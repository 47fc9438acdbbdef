use async_trait::async_trait;
use btleplug::{
    api::{
        Central, CentralEvent, Characteristic, Manager as _, Peripheral as _,
        PeripheralProperties, ScanFilter, ValueNotification, WriteType,
    },
    platform::{Adapter, Manager, Peripheral, PeripheralId},
};
use futures::stream::{Stream, StreamExt};
use std::{collections::HashMap, pin::Pin, time::Duration};
use tokio::{
    sync::{mpsc, Mutex},
    time::{timeout, timeout_at, Instant},
};
use tracing::{debug, info, warn};
use uuid::Uuid;

use crate::{
    error::{Result, TerminalError},
    events::{EventBus, TerminalEvent},
    registry::{DeviceRegistry, ScanReport},
    session::{
        DescriptorValue, GattEvent, GattSession, ServiceInfo, SessionAction, SessionState,
        SessionStateMachine, GATT_SUCCESS,
    },
    transport::GattLink,
};

/// Status reported for a GATT operation the stack refused
pub const GATT_ERROR: u8 = 0x85;

/// Flags AD structure prepended to every reassembled advertisement
const FLAGS_AD: [u8; 3] = [0x02, 0x01, 0x06];

/// AD type of manufacturer-specific data
const MANUFACTURER_AD_TYPE: u8 = 0xFF;

/// Notifications of one connected peripheral
pub type NotificationStream = Pin<Box<dyn Stream<Item = ValueNotification> + Send>>;

/// BLE manager for terminal peripherals and beacons
pub struct BleManager {
    #[allow(dead_code)]
    manager: Manager,
    adapter: Adapter,
    active: Mutex<Option<Peripheral>>,
}

impl BleManager {
    /// Create a new BLE manager bound to the first adapter
    ///
    /// # Errors
    ///
    /// Returns [`TerminalError::Ble`] if the Bluetooth stack cannot be initialized,
    /// or [`TerminalError::DeviceNotFound`] if no adapter is present.
    pub async fn new() -> Result<Self> {
        let manager = Manager::new().await?;
        let adapter = manager
            .adapters()
            .await?
            .into_iter()
            .next()
            .ok_or(TerminalError::DeviceNotFound)?;

        Ok(Self {
            manager,
            adapter,
            active: Mutex::new(None),
        })
    }

    /// Adapter in use
    #[must_use]
    pub const fn adapter(&self) -> &Adapter {
        &self.adapter
    }

    /// Scan for `duration`, feeding every advertisement into `registry`
    ///
    /// Advertisements that cannot be read are skipped.
    ///
    /// # Errors
    ///
    /// Returns [`TerminalError::Ble`] if scanning cannot be started or stopped.
    pub async fn scan(&self, duration: Duration, registry: &mut DeviceRegistry) -> Result<()> {
        info!("Starting scan for {}ms...", duration.as_millis());

        let mut events = self.adapter.events().await?;
        self.adapter.start_scan(ScanFilter::default()).await?;

        let deadline = Instant::now() + duration;
        while let Ok(Some(event)) = timeout_at(deadline, events.next()).await {
            let id = match event {
                CentralEvent::DeviceDiscovered(id)
                | CentralEvent::DeviceUpdated(id)
                | CentralEvent::ManufacturerDataAdvertisement { id, .. } => id,
                _ => continue,
            };
            self.observe(&id, registry).await;
        }

        self.adapter.stop_scan().await?;

        info!(
            "Scan completed. Found {} device(s) and {} beacon(s)",
            registry.devices().len(),
            registry.beacons().len()
        );
        Ok(())
    }

    async fn observe(&self, id: &PeripheralId, registry: &mut DeviceRegistry) {
        let peripheral = match self.adapter.peripheral(id).await {
            Ok(peripheral) => peripheral,
            Err(e) => {
                debug!("Skipping advertisement from {:?}: {}", id, e);
                return;
            }
        };

        if let Ok(Some(properties)) = peripheral.properties().await {
            registry.observe(&scan_report(&properties));
        }
    }

    /// Stop scanning
    ///
    /// # Errors
    ///
    /// Returns [`TerminalError::Ble`] if the adapter refuses.
    pub async fn stop_scan(&self) -> Result<()> {
        self.adapter.stop_scan().await?;
        Ok(())
    }

    /// Look up a peripheral the adapter has seen by its address
    ///
    /// # Errors
    ///
    /// Returns [`TerminalError::DeviceNotFound`] if no peripheral has that address.
    pub async fn find_peripheral(&self, address: &str) -> Result<Peripheral> {
        self.adapter
            .peripherals()
            .await?
            .into_iter()
            .find(|p| p.address().to_string() == address)
            .ok_or(TerminalError::DeviceNotFound)
    }

    /// Connect to `peripheral` and drive `machine` until the session is ready
    ///
    /// Scanning is stopped and any other active connection is closed first. On a
    /// failure the link is torn down and `machine` is returned to
    /// [`SessionState::Disconnected`].
    ///
    /// The returned stream is opened before the first subscription, so it also
    /// holds values the peripheral pushed while the session was being set up.
    ///
    /// # Errors
    ///
    /// Returns the [`TerminalError`] matching the session failure,
    /// [`TerminalError::Ble`] if the notification stream cannot be opened, or
    /// [`TerminalError::InvalidState`] if `machine` is not disconnected.
    pub async fn establish_session(
        &self,
        peripheral: &Peripheral,
        machine: &mut SessionStateMachine,
        connect_timeout: Duration,
        events: &EventBus,
    ) -> Result<(GattSession, NotificationStream)> {
        if let Err(e) = self.adapter.stop_scan().await {
            debug!("Stop scan before connect: {}", e);
        }
        self.release_other(peripheral).await;

        machine.connect(peripheral.address().to_string())?;

        let mut notifications = None;
        let mut next = Some(connect(peripheral, connect_timeout).await);
        while let Some(event) = next.take() {
            for action in machine.handle(event) {
                match action {
                    SessionAction::DiscoverServices => {
                        events.publish(TerminalEvent::Connected);
                        match peripheral.notifications().await {
                            Ok(stream) => notifications = Some(stream),
                            Err(e) => {
                                abort(peripheral, machine).await;
                                return Err(e.into());
                            }
                        }
                        next = Some(discover(peripheral).await);
                    }
                    SessionAction::WriteDescriptor {
                        characteristic,
                        value,
                    } => {
                        if machine.state() == SessionState::SubscribingNotify {
                            events.publish(TerminalEvent::ServicesReady);
                        }
                        next = Some(subscribe(peripheral, characteristic, value).await);
                    }
                    SessionAction::Ready(session) => {
                        let Some(stream) = notifications.take() else {
                            abort(peripheral, machine).await;
                            return Err(TerminalError::InvalidState {
                                state: "ready without a notification stream".to_string(),
                            });
                        };
                        *self.active.lock().await = Some(peripheral.clone());
                        info!("Successfully connected to {}", session.peer);
                        events.publish(TerminalEvent::SessionReady(session.clone()));
                        return Ok((session, stream));
                    }
                    SessionAction::Fail(failure) => {
                        events.publish(TerminalEvent::SessionFailed(failure.clone()));
                        abort(peripheral, machine).await;
                        return Err(failure.into());
                    }
                    SessionAction::Release => return Err(TerminalError::Disconnected),
                }
            }
        }

        Err(TerminalError::InvalidState {
            state: machine.state().to_string(),
        })
    }

    /// Disconnect `peripheral` and forget it as the active connection
    ///
    /// # Errors
    ///
    /// Returns [`TerminalError::Ble`] if disconnection fails.
    pub async fn disconnect(&self, peripheral: &Peripheral) -> Result<()> {
        let mut active = self.active.lock().await;
        if active.as_ref().is_some_and(|p| p.id() == peripheral.id()) {
            *active = None;
        }
        drop(active);

        peripheral.disconnect().await?;
        Ok(())
    }

    async fn release_other(&self, peripheral: &Peripheral) {
        let previous = self.active.lock().await.take();
        if let Some(previous) = previous.filter(|p| p.id() != peripheral.id()) {
            info!("Closing previous connection to {}", previous.address());
            if let Err(e) = previous.disconnect().await {
                warn!("Failed to disconnect previous peripheral: {}", e);
            }
        }
    }
}

/// Tear the link down and return `machine` to [`SessionState::Disconnected`]
async fn abort(peripheral: &Peripheral, machine: &mut SessionStateMachine) {
    if let Err(e) = peripheral.disconnect().await {
        debug!("Disconnect after failure: {}", e);
    }
    machine.handle(GattEvent::Disconnected);
}

async fn connect(peripheral: &Peripheral, connect_timeout: Duration) -> GattEvent {
    match timeout(connect_timeout, peripheral.connect()).await {
        Ok(Ok(())) => GattEvent::Connected,
        Ok(Err(e)) => GattEvent::ConnectionFailed(e.to_string()),
        Err(_) => GattEvent::ConnectionFailed(
            TerminalError::Timeout {
                timeout_ms: u64::try_from(connect_timeout.as_millis()).unwrap_or(u64::MAX),
            }
            .to_string(),
        ),
    }
}

async fn discover(peripheral: &Peripheral) -> GattEvent {
    if let Err(e) = peripheral.discover_services().await {
        warn!("Service discovery failed: {}", e);
        return GattEvent::ServicesDiscovered {
            status: GATT_ERROR,
            services: Vec::new(),
        };
    }

    let services = peripheral
        .services()
        .iter()
        .map(|service| ServiceInfo {
            uuid: service.uuid,
            characteristics: service.characteristics.iter().map(|c| c.uuid).collect(),
        })
        .collect();

    GattEvent::ServicesDiscovered {
        status: GATT_SUCCESS,
        services,
    }
}

/// Enable delivery on `characteristic`
///
/// btleplug writes the CCCD itself, picking notification or indication from the
/// characteristic properties, so `value` is only reported.
async fn subscribe(
    peripheral: &Peripheral,
    characteristic: Uuid,
    value: DescriptorValue,
) -> GattEvent {
    debug!(
        "Writing CCCD {:02X?} for {}",
        value.bytes(),
        characteristic
    );

    let status = match find_characteristic(peripheral, characteristic) {
        Some(handle) => match peripheral.subscribe(&handle).await {
            Ok(()) => GATT_SUCCESS,
            Err(e) => {
                warn!("Subscribe to {} failed: {}", characteristic, e);
                GATT_ERROR
            }
        },
        None => GATT_ERROR,
    };

    GattEvent::DescriptorWriteComplete {
        characteristic,
        status,
    }
}

fn find_characteristic(peripheral: &Peripheral, uuid: Uuid) -> Option<Characteristic> {
    peripheral
        .characteristics()
        .into_iter()
        .find(|c| c.uuid == uuid)
}

/// Build a scan report from btleplug's parsed advertisement properties
#[must_use]
pub fn scan_report(properties: &PeripheralProperties) -> ScanReport {
    ScanReport {
        name: properties.local_name.clone(),
        address: properties.address.to_string(),
        rssi: properties.rssi.unwrap_or(0),
        raw: reassemble_advertisement(&properties.manufacturer_data),
        manufacturer_data: properties.manufacturer_data.clone(),
    }
}

/// Rebuild a raw advertisement payload from parsed manufacturer data
///
/// The payload starts with a general-discoverable flags structure followed by one
/// manufacturer-specific structure per company identifier, in ascending order. A
/// proximity beacon therefore comes out in its on-air 30-byte layout.
#[must_use]
pub fn reassemble_advertisement(manufacturer_data: &HashMap<u16, Vec<u8>>) -> Vec<u8> {
    let mut company_ids: Vec<u16> = manufacturer_data.keys().copied().collect();
    company_ids.sort_unstable();

    let mut raw = FLAGS_AD.to_vec();
    for company_id in company_ids {
        let data = &manufacturer_data[&company_id];
        let Ok(length) = u8::try_from(data.len() + 3) else {
            debug!("Manufacturer data for {:04X} too long, skipped", company_id);
            continue;
        };
        raw.push(length);
        raw.push(MANUFACTURER_AD_TYPE);
        raw.extend_from_slice(&company_id.to_le_bytes());
        raw.extend_from_slice(data);
    }
    raw
}

/// [`GattLink`] backed by a connected btleplug peripheral
pub struct PeripheralLink {
    peripheral: Peripheral,
    characteristics: HashMap<Uuid, Characteristic>,
}

impl PeripheralLink {
    /// Wrap a peripheral whose services have been discovered
    #[must_use]
    pub fn new(peripheral: Peripheral) -> Self {
        let characteristics = peripheral
            .characteristics()
            .into_iter()
            .map(|c| (c.uuid, c))
            .collect();
        Self {
            peripheral,
            characteristics,
        }
    }
}

#[async_trait]
impl GattLink for PeripheralLink {
    async fn write(&self, characteristic: Uuid, packet: &[u8]) -> Result<()> {
        let handle = self
            .characteristics
            .get(&characteristic)
            .ok_or_else(|| TerminalError::MissingCapability(characteristic.to_string()))?;

        self.peripheral
            .write(handle, packet, WriteType::WithoutResponse)
            .await?;
        Ok(())
    }
}

/// Forward notifications as [`GattEvent::CharacteristicChanged`]
///
/// Returns when the notification stream ends or the receiver is dropped.
pub async fn handle_notifications<S>(
    mut notifications: S,
    sender: mpsc::UnboundedSender<GattEvent>,
) where
    S: Stream<Item = ValueNotification> + Unpin,
{
    while let Some(data) = notifications.next().await {
        let event = GattEvent::CharacteristicChanged {
            characteristic: data.uuid,
            value: data.value,
        };
        if sender.send(event).is_err() {
            break;
        }
    }
    debug!("Notification stream ended");
}

/// Emit [`GattEvent::Disconnected`] once the adapter reports `id` disconnected
///
/// # Errors
///
/// Returns [`TerminalError::Ble`] if the adapter event stream cannot be opened.
pub async fn watch_disconnect(
    adapter: Adapter,
    id: PeripheralId,
    sender: mpsc::UnboundedSender<GattEvent>,
) -> Result<()> {
    let mut events = adapter.events().await?;

    while let Some(event) = events.next().await {
        if let CentralEvent::DeviceDisconnected(disconnected) = event {
            if disconnected == id {
                info!("Peripheral {:?} disconnected", id);
                let _ = sender.send(GattEvent::Disconnected);
                break;
            }
        }
    }

    Ok(())
}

▶ _About this exercise_
Write out every line of the data that holds the word "CentralEvent".

▶ _Written response_
        Central, CentralEvent, Characteristic, Manager as _, Peripheral as _,
                CentralEvent::DeviceDiscovered(id)
                | CentralEvent::DeviceUpdated(id)
                | CentralEvent::ManufacturerDataAdvertisement { id, .. } => id,
        if let CentralEvent::DeviceDisconnected(disconnected) = event {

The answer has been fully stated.